Sion stood outside the glass box and watched the man inside adjust to the weight of the phantasm settling into his eye. The glass was thin, a surgical lens that caught the fluorescent light and scattered it into rainbows across the walls of the containment chamber.

The man blinked, once, twice, three times, and when his eye opened again, the iris had changed. It was the color of old gold now, the pupil a vertical slit that contracted and expanded in response to frequencies of light that no human eye was meant to see.

The man's name was Theon. He had been a researcher at the Temporal Division before the suicides, one of the few who had survived the mass death of his colleagues by being elsewhere when the decision to end was made.

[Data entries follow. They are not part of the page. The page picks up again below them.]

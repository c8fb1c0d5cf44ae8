use crate::core::{ModelPathCache, ObjectStore};
use crate::domain::model::ModelDictionary;
use crate::utils::error::{ModelStoreError, Result};
use std::collections::HashMap;
use std::path::Path;
use std::sync::Arc;
use tokio::sync::Mutex;

#[derive(Default)]
struct EntityState {
    loaded_model_path: Option<String>,
    model_dict: Option<Arc<ModelDictionary>>,
}

/// Registry of loaded model dictionaries, one state slot per entity name.
///
/// The embedding process holds exactly one `ModelCache` (typically in an
/// `Arc`) for its whole lifetime; entity slots are created lazily on first
/// request and never torn down. The current pointer for an entity is read
/// from the path cache under the key `path_cache_prefix + entity_name`, and
/// the blob is re-downloaded only when that pointer changes or nothing is
/// cached yet.
pub struct ModelCache<S, P> {
    store: S,
    paths: P,
    path_cache_prefix: String,
    entries: Mutex<HashMap<String, Arc<Mutex<EntityState>>>>,
}

impl<S: ObjectStore, P: ModelPathCache> ModelCache<S, P> {
    pub fn new(store: S, paths: P, path_cache_prefix: impl Into<String>) -> Self {
        Self {
            store,
            paths,
            path_cache_prefix: path_cache_prefix.into(),
            entries: Mutex::new(HashMap::new()),
        }
    }

    /// Returns the current model dictionary for `entity_name`, downloading
    /// it only when the stored pointer changed or nothing is cached yet.
    ///
    /// With `local_override` the dictionary is decoded directly from that
    /// file, replacing the cached one unconditionally; the path cache and
    /// the object store are not consulted. The override also clears the
    /// stored pointer so a later remote call cannot pair it with the
    /// overridden dictionary.
    ///
    /// The check-fetch-store sequence runs under a per-entity lock: at most
    /// one download is in flight per entity, and both state fields are
    /// updated together only after a fully successful fetch + decode.
    pub async fn get_or_load(
        &self,
        entity_name: &str,
        local_override: Option<&Path>,
    ) -> Result<Arc<ModelDictionary>> {
        let entry = self.entry(entity_name).await;
        let mut state = entry.lock().await;

        if let Some(path) = local_override {
            let dict = Arc::new(ModelDictionary::from_file(path)?);
            state.model_dict = Some(Arc::clone(&dict));
            state.loaded_model_path = None;
            tracing::info!(
                entity = entity_name,
                path = %path.display(),
                "model dictionary loaded from local file"
            );
            return Ok(dict);
        }

        let cache_key = format!("{}{}", self.path_cache_prefix, entity_name);
        let current_path = self.paths.model_path(&cache_key).await?.ok_or_else(|| {
            tracing::warn!(entity = entity_name, %cache_key, "no model path registered");
            ModelStoreError::ModelPathMissing { cache_key }
        })?;

        if state.loaded_model_path.as_deref() == Some(current_path.as_str()) {
            if let Some(dict) = &state.model_dict {
                tracing::debug!(entity = entity_name, "model dictionary served from cache");
                return Ok(Arc::clone(dict));
            }
        }

        let bytes = self.store.read_object(&current_path).await?;
        let dict = Arc::new(ModelDictionary::from_bytes(&bytes)?);
        tracing::info!(
            entity = entity_name,
            model_path = %current_path,
            "model dictionary refreshed from object store"
        );
        state.model_dict = Some(Arc::clone(&dict));
        state.loaded_model_path = Some(current_path);
        Ok(dict)
    }

    /// The pointer the cached dictionary was loaded from, if any.
    pub async fn loaded_path(&self, entity_name: &str) -> Option<String> {
        let entries = self.entries.lock().await;
        let entry = entries.get(entity_name)?;
        let state = entry.lock().await;
        state.loaded_model_path.clone()
    }

    async fn entry(&self, entity_name: &str) -> Arc<Mutex<EntityState>> {
        let mut entries = self.entries.lock().await;
        Arc::clone(entries.entry(entity_name.to_string()).or_default())
    }
}

#[cfg(test)]
mod tests {
    use super::*;
    use crate::adapters::memory::InMemoryPathCache;
    use std::io::Write;
    use std::sync::atomic::{AtomicUsize, Ordering};
    use tempfile::NamedTempFile;

    #[derive(Clone, Default)]
    struct CountingStore {
        objects: Arc<Mutex<HashMap<String, Vec<u8>>>>,
        reads: Arc<AtomicUsize>,
    }

    impl CountingStore {
        fn new() -> Self {
            Self::default()
        }

        async fn put(&self, key: &str, data: &[u8]) {
            let mut objects = self.objects.lock().await;
            objects.insert(key.to_string(), data.to_vec());
        }

        fn read_count(&self) -> usize {
            self.reads.load(Ordering::SeqCst)
        }
    }

    impl ObjectStore for CountingStore {
        async fn read_object(&self, key: &str) -> Result<Vec<u8>> {
            self.reads.fetch_add(1, Ordering::SeqCst);
            let objects = self.objects.lock().await;
            objects
                .get(key)
                .cloned()
                .ok_or_else(|| ModelStoreError::ObjectMissing {
                    key: key.to_string(),
                })
        }

        async fn write_object(&self, key: &str, data: &[u8]) -> Result<()> {
            let mut objects = self.objects.lock().await;
            objects.insert(key.to_string(), data.to_vec());
            Ok(())
        }
    }

    struct FailingPathCache;

    #[async_trait::async_trait]
    impl ModelPathCache for FailingPathCache {
        async fn model_path(&self, cache_key: &str) -> Result<Option<String>> {
            Err(ModelStoreError::CacheLookup {
                cache_key: cache_key.to_string(),
                message: "connection refused".to_string(),
            })
        }
    }

    async fn setup() -> (CountingStore, InMemoryPathCache) {
        let store = CountingStore::new();
        store.put("models/city/v1.json", br#"{"version": 1}"#).await;
        store.put("models/city/v2.json", br#"{"version": 2}"#).await;

        let paths = InMemoryPathCache::new();
        paths
            .set_model_path("models:path:city", "models/city/v1.json")
            .await;

        (store, paths)
    }

    #[tokio::test]
    async fn test_second_call_is_served_from_cache() {
        let (store, paths) = setup().await;
        let cache = ModelCache::new(store.clone(), paths, "models:path:");

        let first = cache.get_or_load("city", None).await.unwrap();
        let second = cache.get_or_load("city", None).await.unwrap();

        assert_eq!(first, second);
        assert!(Arc::ptr_eq(&first, &second));
        assert_eq!(store.read_count(), 1);
    }

    #[tokio::test]
    async fn test_pointer_change_triggers_exactly_one_refetch() {
        let (store, paths) = setup().await;
        let cache = ModelCache::new(store.clone(), paths.clone(), "models:path:");

        let v1 = cache.get_or_load("city", None).await.unwrap();
        assert_eq!(v1.get("version").unwrap(), &serde_json::json!(1));

        paths
            .set_model_path("models:path:city", "models/city/v2.json")
            .await;

        let v2 = cache.get_or_load("city", None).await.unwrap();
        assert_eq!(v2.get("version").unwrap(), &serde_json::json!(2));
        assert_eq!(store.read_count(), 2);
        assert_eq!(
            cache.loaded_path("city").await.as_deref(),
            Some("models/city/v2.json")
        );

        // unchanged pointer afterwards stays cached
        cache.get_or_load("city", None).await.unwrap();
        assert_eq!(store.read_count(), 2);
    }

    #[tokio::test]
    async fn test_local_override_skips_path_cache_and_store() {
        let store = CountingStore::new();
        // a path cache that always errors proves it is never consulted
        let cache = ModelCache::new(store.clone(), FailingPathCache, "models:path:");

        let mut temp_file = NamedTempFile::new().unwrap();
        temp_file.write_all(br#"{"version": "local"}"#).unwrap();

        let dict = cache
            .get_or_load("city", Some(temp_file.path()))
            .await
            .unwrap();

        assert_eq!(dict.get("version").unwrap(), &serde_json::json!("local"));
        assert_eq!(store.read_count(), 0);
        assert_eq!(cache.loaded_path("city").await, None);
    }

    #[tokio::test]
    async fn test_missing_pointer_is_a_typed_error() {
        let (store, paths) = setup().await;
        let cache = ModelCache::new(store, paths, "models:path:");

        let err = cache.get_or_load("unknown", None).await.unwrap_err();
        assert!(matches!(err, ModelStoreError::ModelPathMissing { .. }));
        assert!(err.is_not_found());
    }

    #[tokio::test]
    async fn test_path_cache_failure_propagates() {
        let store = CountingStore::new();
        let cache = ModelCache::new(store, FailingPathCache, "models:path:");

        let err = cache.get_or_load("city", None).await.unwrap_err();
        assert!(matches!(err, ModelStoreError::CacheLookup { .. }));
        assert!(!err.is_not_found());
    }

    #[tokio::test]
    async fn test_failed_refresh_leaves_previous_state_intact() {
        let (store, paths) = setup().await;
        let cache = ModelCache::new(store.clone(), paths.clone(), "models:path:");

        let v1 = cache.get_or_load("city", None).await.unwrap();

        // point at a blob that fails to decode
        store.put("models/city/broken.json", b"not json").await;
        paths
            .set_model_path("models:path:city", "models/city/broken.json")
            .await;

        let err = cache.get_or_load("city", None).await.unwrap_err();
        assert!(matches!(err, ModelStoreError::Deserialization(_)));

        // pointer and dictionary still describe the last successful load
        assert_eq!(
            cache.loaded_path("city").await.as_deref(),
            Some("models/city/v1.json")
        );
        paths
            .set_model_path("models:path:city", "models/city/v1.json")
            .await;
        let again = cache.get_or_load("city", None).await.unwrap();
        assert!(Arc::ptr_eq(&v1, &again));
    }

    #[tokio::test]
    async fn test_entities_are_cached_independently() {
        let (store, paths) = setup().await;
        store.put("models/date/v1.json", br#"{"version": 9}"#).await;
        paths
            .set_model_path("models:path:date", "models/date/v1.json")
            .await;

        let cache = ModelCache::new(store.clone(), paths, "models:path:");

        let city = cache.get_or_load("city", None).await.unwrap();
        let date = cache.get_or_load("date", None).await.unwrap();

        assert_ne!(city, date);
        assert_eq!(store.read_count(), 2);
    }
}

He had watched Nulls win in every timeline where the two of them intersected. And now he was here, in the bottom of the Osiris desert, in a facility that should not exist, wearing chains that had been forged in the heart of a dying hyper matter reactor.

The straitjacket was a newer addition, a precaution after Theon had tried to claw out his own eyes during his third day of containment.

The chains were connected to anchors embedded in the walls, floor, and ceiling, each anchor rated to hold the weight of a collapsing island. It was almost certainly overkill. Theon was not a fighter. His talents lay elsewhere.

A robotic arm descended from the ceiling, its manipulators clicking and whirring as it positioned itself in front of Theon's face.

A second phantasm waited in its grip, this one shaped like a small disc, its surface etched with sigils that glowed with the faint light of stored Aetherion.

The arm pressed the disc against Theon's temple, and the flesh there parted to receive it, flowing around the edges of the phantasm as if the skin had been waiting for this moment its entire existence.

Sion spoke into the microphone embedded in the console before him. "The second phantasm is a cognitive transmitter and receiver. It will allow me to communicate with you telepathically, and you with me, at any distance. There is no range limitation nor there is privacy. I will hear everything you think, and you will hear everything I think, unless I choose to block the connection."

Theon's eye, the one that had been modified, twitched. "That sounds unpleasant."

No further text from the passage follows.